To: elmatador who wrote (1653)9/13/2006 1:25:56 AM
From: richardred  Read Replies (1) | Respond to of 2801
 
Brazil to help SA make ethanol

Wed, 13 Sep 2006

Brazil will help India and South Africa produce ethanol to cut dependence on oil, Brazil's trade minister announced on Tuesday on the eve of a trilateral business summit.

"India and South Africa have the land and weather for sugar cane," Brazil's crop of choice for distilling ethanol, Minister of Industry and Commerce Luiz Fernando Furlan said.

On Wednesday President Luiz Inacio Lula da Silva will host a summit for Prime Minister Manmohan Singh of India and President Thabo Mbeki of South Africa.

South Africa is a large importer of crude, and India imports $40-billion worth of oil annually.

"Indian companies from both public and private sector have evinced interest in exploring production opportunities in Brazil to meet the anticipated growth in ethanol use in India for both industrial as well as automobile use," Singh said.
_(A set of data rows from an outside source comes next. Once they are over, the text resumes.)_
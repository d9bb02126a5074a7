//! RedLilium Frame Graph - the per-frame core of a deferred renderer
//!
//! Producers submit draws into render pass containers during a frame; the
//! [`FrameRenderer`] sorts them, records them on parallel command lists and
//! submits the lists to a graphics and a compute queue in a fixed order.
//!
//! # Features
//! - Batched resource barriers flushed at scope exit, with split-barrier checks
//! - Sorted command buffers with one pipeline setup per run of equal pipelines
//! - Opaque (depth prepass + color), transparent, LDR, shadow and compute passes
//! - Shadow atlas with a static-geometry cache reused while lights stand still
//! - Tiled light and decal culling, with a CPU reference implementation
//! - A dummy backend that logs every submission, for tests and tools

pub mod backend;
pub mod error;
pub mod passes;
pub mod pipeline;
pub mod render_graph;
pub mod renderer;
pub mod scene;
pub mod shadow_map;

pub use error::RendererError;
pub use renderer::{FrameLights, FrameRenderer, FrameStats};

use pipeline::{MAX_INDICES_PER_TILE, LIGHT_CULLING_TILE_SIZE, TILE_COUNT_MASK};
use shadow_map::SHADOW_ATLAS_ROOT_SIZE;

/// Configuration for creating a [`FrameRenderer`]
#[derive(Debug, Clone, PartialEq, Eq)]
pub struct FrameGraphConfig {
    /// Render width in pixels
    pub width: u32,
    /// Render height in pixels
    pub height: u32,
    /// Edge of a light culling tile, in pixels
    pub tile_size: u32,
    /// Light/decal indices per tile, for each of the opaque and transparent halves
    pub max_indices_per_tile: u32,
    pub max_point_lights: u32,
    pub max_spot_lights: u32,
    pub max_decals: u32,
    /// Width and height of the shadow atlas
    pub shadow_atlas_size: u32,
    /// Frames the CPU may record ahead of the GPU
    pub frames_in_flight: u32,
    /// Command lists are recorded on parallel threads when greater than one
    pub recording_threads: u32,
    /// Reuse rendered static shadow geometry while lights do not move
    pub static_shadow_caching: bool,
}

impl Default for FrameGraphConfig {
    fn default() -> Self {
        Self {
            width: 1280,
            height: 720,
            tile_size: LIGHT_CULLING_TILE_SIZE,
            max_indices_per_tile: MAX_INDICES_PER_TILE,
            max_point_lights: TILE_COUNT_MASK,
            max_spot_lights: TILE_COUNT_MASK,
            max_decals: TILE_COUNT_MASK,
            shadow_atlas_size: 6144,
            frames_in_flight: 2,
            recording_threads: std::thread::available_parallelism()
                .map(|n| n.get() as u32)
                .unwrap_or(1),
            static_shadow_caching: true,
        }
    }
}

impl FrameGraphConfig {
    /// Check the configuration before any GPU resource is created.
    pub fn validate(&self) -> Result<(), RendererError> {
        let invalid = |msg: String| Err(RendererError::InvalidConfig(msg));

        if self.width == 0 || self.height == 0 {
            return invalid(format!(
                "render size must be non-zero, got {}x{}",
                self.width, self.height
            ));
        }
        if self.tile_size == 0 || self.max_indices_per_tile == 0 {
            return invalid("tile size and indices per tile must be non-zero".into());
        }
        if self.frames_in_flight == 0 {
            return invalid("at least one frame must be in flight".into());
        }
        for (name, capacity) in [
            ("point lights", self.max_point_lights),
            ("spot lights", self.max_spot_lights),
            ("decals", self.max_decals),
        ] {
            if capacity == 0 || capacity > TILE_COUNT_MASK {
                return invalid(format!(
                    "capacity for {} must be in 1..={}, got {}",
                    name, TILE_COUNT_MASK, capacity
                ));
            }
        }
        if self.shadow_atlas_size == 0 || self.shadow_atlas_size % SHADOW_ATLAS_ROOT_SIZE != 0 {
            return invalid(format!(
                "shadow atlas size {} must be a non-zero multiple of {}",
                self.shadow_atlas_size, SHADOW_ATLAS_ROOT_SIZE
            ));
        }
        Ok(())
    }
}
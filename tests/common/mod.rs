//! Common utilities for frame graph integration tests.
//!
//! Everything runs against the [`DummyBackend`], which logs submissions
//! instead of executing them.

#![allow(dead_code)]

use std::sync::Arc;

use glam::{Mat4, Vec3};

use redlilium_frame_graph::backend::{
    BufferDescriptor, BufferUsage, CommandList, DummyBackend, IndexFormat, PipelineDescriptor,
    RenderBackend, ResourceState, Texture, TextureDescriptor, TextureFormat, TextureUsage,
};
use redlilium_frame_graph::pipeline::{
    DrawPipeline, Pipeline, PipelineContext, PipelineLibrary, TransformConstants, ROOT_OBJECT,
    ROOT_TRANSFORM,
};
use redlilium_frame_graph::render_graph::{
    DefaultRenderCommand, IndexBufferView, MeshGeometry, SubmeshInfo, VertexBufferView,
};
use redlilium_frame_graph::scene::Camera;
use redlilium_frame_graph::{FrameGraphConfig, FrameRenderer};

pub fn init_logging() {
    let _ = env_logger::builder().is_test(true).try_init();
}

// ============================================================================
// Test Materials
// ============================================================================

/// Names under which [`TestMaterial`] pipelines are registered.
pub const MATERIAL_NAMES: [&str; 3] = ["test material 0", "test material 1", "test material 2"];

/// A lit material. Each `N` is a distinct pipeline.
pub struct TestMaterial<const N: usize>;

impl<const N: usize> Pipeline for TestMaterial<N> {
    fn setup(cl: &mut CommandList, ctx: &PipelineContext<'_>) {
        cl.set_pipeline(ctx.library.material(MATERIAL_NAMES[N]));
        ctx.bind_common(cl);
    }
}

impl<const N: usize> DrawPipeline<DefaultRenderCommand<u32>> for TestMaterial<N> {
    fn render(cl: &mut CommandList, ctx: &PipelineContext<'_>, rc: &DefaultRenderCommand<u32>) {
        cl.set_constants(ROOT_TRANSFORM, &TransformConstants::new(ctx.camera, rc.transform));
        cl.set_constants(ROOT_OBJECT, &rc.material);
        rc.geometry.draw(cl);
    }
}

pub fn register_test_materials(backend: &dyn RenderBackend, library: &mut PipelineLibrary) {
    for name in MATERIAL_NAMES {
        library
            .register_material(backend, &PipelineDescriptor::graphics(name))
            .expect("material registration");
    }
}

// ============================================================================
// Resources
// ============================================================================

pub fn create_triangle_mesh(backend: &dyn RenderBackend) -> MeshGeometry {
    let vertices = backend
        .create_buffer(&BufferDescriptor {
            label: Some("Triangle vertices".into()),
            size: 3 * 12,
            usage: BufferUsage::VERTEX,
            initial_state: ResourceState::VERTEX_AND_CONSTANT_BUFFER,
        })
        .expect("vertex buffer");
    let indices = backend
        .create_buffer(&BufferDescriptor {
            label: Some("Triangle indices".into()),
            size: 3 * 2,
            usage: BufferUsage::INDEX,
            initial_state: ResourceState::INDEX_BUFFER,
        })
        .expect("index buffer");
    MeshGeometry::new(
        VertexBufferView::whole(vertices, 12),
        IndexBufferView::whole(indices, IndexFormat::Uint16),
        SubmeshInfo::new(0, 3, 0, 3),
    )
}

pub fn create_render_target(backend: &dyn RenderBackend, label: &str) -> Arc<Texture> {
    backend
        .create_texture(&TextureDescriptor {
            label: Some(label.into()),
            width: 64,
            height: 64,
            mip_levels: 1,
            format: TextureFormat::Rgba16Float,
            usage: TextureUsage::RENDER_TARGET | TextureUsage::SHADER_RESOURCE,
            initial_state: ResourceState::RENDER_TARGET,
        })
        .expect("render target")
}

pub fn translation(x: f32, y: f32, z: f32) -> Mat4 {
    Mat4::from_translation(Vec3::new(x, y, z))
}

/// Camera at `+5 z` looking at the origin.
pub fn test_camera() -> Camera {
    Camera::new(Vec3::new(0.0, 0.0, 5.0), Vec3::ZERO)
}

/// Deterministic pseudo random numbers in `[0, 1)`.
pub struct Lcg(u64);

impl Lcg {
    pub fn new(seed: u64) -> Self {
        Self(seed)
    }

    pub fn next_f32(&mut self) -> f32 {
        self.0 = self
            .0
            .wrapping_mul(6364136223846793005)
            .wrapping_add(1442695040888963407);
        (self.0 >> 40) as f32 / (1u64 << 24) as f32
    }

    pub fn range(&mut self, min: f32, max: f32) -> f32 {
        min + (max - min) * self.next_f32()
    }
}

// ============================================================================
// Renderer Context
// ============================================================================

/// A renderer on a dummy backend with the test materials registered.
pub struct TestContext {
    pub backend: Arc<DummyBackend>,
    pub renderer: FrameRenderer,
    pub mesh: MeshGeometry,
}

impl TestContext {
    pub fn new(config: FrameGraphConfig) -> Self {
        init_logging();
        let backend = Arc::new(DummyBackend::new());
        let mut renderer =
            FrameRenderer::new(backend.clone(), config).expect("renderer creation");
        register_test_materials(backend.as_ref(), renderer.library_mut());
        let mesh = create_triangle_mesh(backend.as_ref());
        Self {
            backend,
            renderer,
            mesh,
        }
    }

    pub fn with_size(width: u32, height: u32, recording_threads: u32) -> Self {
        Self::new(FrameGraphConfig {
            width,
            height,
            recording_threads,
            ..Default::default()
        })
    }
}
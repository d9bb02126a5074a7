//! Core backend abstraction traits
//!
//! The frame graph only needs a small slice of an explicit graphics API:
//! resource creation, command list submission to one of two queues, and
//! fence values for CPU-GPU and queue-queue synchronization.

use std::sync::Arc;

use thiserror::Error;

use super::command_list::CommandList;
use super::types::*;

/// Backend error type
#[derive(Error, Debug, Clone, PartialEq, Eq)]
pub enum BackendError {
    #[error("Failed to create buffer: {0}")]
    BufferCreationFailed(String),
    #[error("Failed to create texture: {0}")]
    TextureCreationFailed(String),
    #[error("Failed to create pipeline: {0}")]
    PipelineCreationFailed(String),
    #[error("Failed to write buffer: {0}")]
    BufferWriteFailed(String),
    #[error("Failed to submit command lists: {0}")]
    SubmissionFailed(String),
    #[error("Out of memory")]
    OutOfMemory,
    #[error("Device lost")]
    DeviceLost,
}

pub type BackendResult<T> = Result<T, BackendError>;

/// A GPU device with a graphics and a compute queue.
///
/// Implementations must be shareable between recording threads; command
/// lists themselves are recorded without touching the backend.
pub trait RenderBackend: Send + Sync {
    /// Get the backend name
    fn name(&self) -> &'static str;

    fn create_buffer(&self, descriptor: &BufferDescriptor) -> BackendResult<Arc<Buffer>>;

    fn create_texture(&self, descriptor: &TextureDescriptor) -> BackendResult<Arc<Texture>>;

    fn create_pipeline(&self, descriptor: &PipelineDescriptor) -> BackendResult<PipelineHandle>;

    /// Upload data into a buffer at the given byte offset.
    fn write_buffer(&self, buffer: &Buffer, offset: u64, data: &[u8]) -> BackendResult<()>;

    /// Get a fresh command list for the given queue.
    fn create_command_list(&self, queue: QueueType, name: &str) -> CommandList {
        CommandList::new(queue, name)
    }

    /// Submit closed command lists to a queue, in the given order.
    ///
    /// Signals the queue fence once the work completes and returns the value
    /// it will reach. Values are strictly increasing per queue.
    fn execute_command_lists(
        &self,
        queue: QueueType,
        lists: Vec<CommandList>,
    ) -> BackendResult<FenceValue>;

    /// Make all later work on `waiting` wait (on the GPU) until the fence of
    /// `signaling` reaches `value`.
    fn queue_wait(&self, waiting: QueueType, signaling: QueueType, value: FenceValue);

    fn is_fence_complete(&self, queue: QueueType, value: FenceValue) -> bool;

    /// Block the calling thread until the queue fence reaches `value`.
    fn wait_for_fence(&self, queue: QueueType, value: FenceValue);

    /// Last fence value handed out for the queue.
    fn last_signaled(&self, queue: QueueType) -> FenceValue;

    /// Wait until all work submitted to the queue has completed.
    fn flush(&self, queue: QueueType) {
        self.wait_for_fence(queue, self.last_signaled(queue));
    }
}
Lula said that Brazil wished to create an international biofuels forum and to "work with the government of India in search of sustainable energy alternatives".

The meeting on Wednesday will be the first summit of the India-Brazil-South Africa Dialogue Forum, created in 2003 to promote the interests of the three large emerging economies.

IBSA seeks to "unite these three great developing democracies behind a common vision on important matters on international agenda," Brazil's foreign ministry said.

Brazil is the largest producer and exporter of ethanol fuel, which may be used by 80 percent of new cars sold here.

For three years, the use of flex-fuel technology has allowed automobiles use gasoline, ethanol or a mixture of the two.

Two million Brazilian cars use the new technology, and plans are to increase that number to five million by 2008.

Ethanol meets 17 percent of Brazil's fuel needs. Brazil produces 16 billion litres (4.2 billion gallons) annually, of which three billion litres (790 million gallons) are exported, according to official statistics.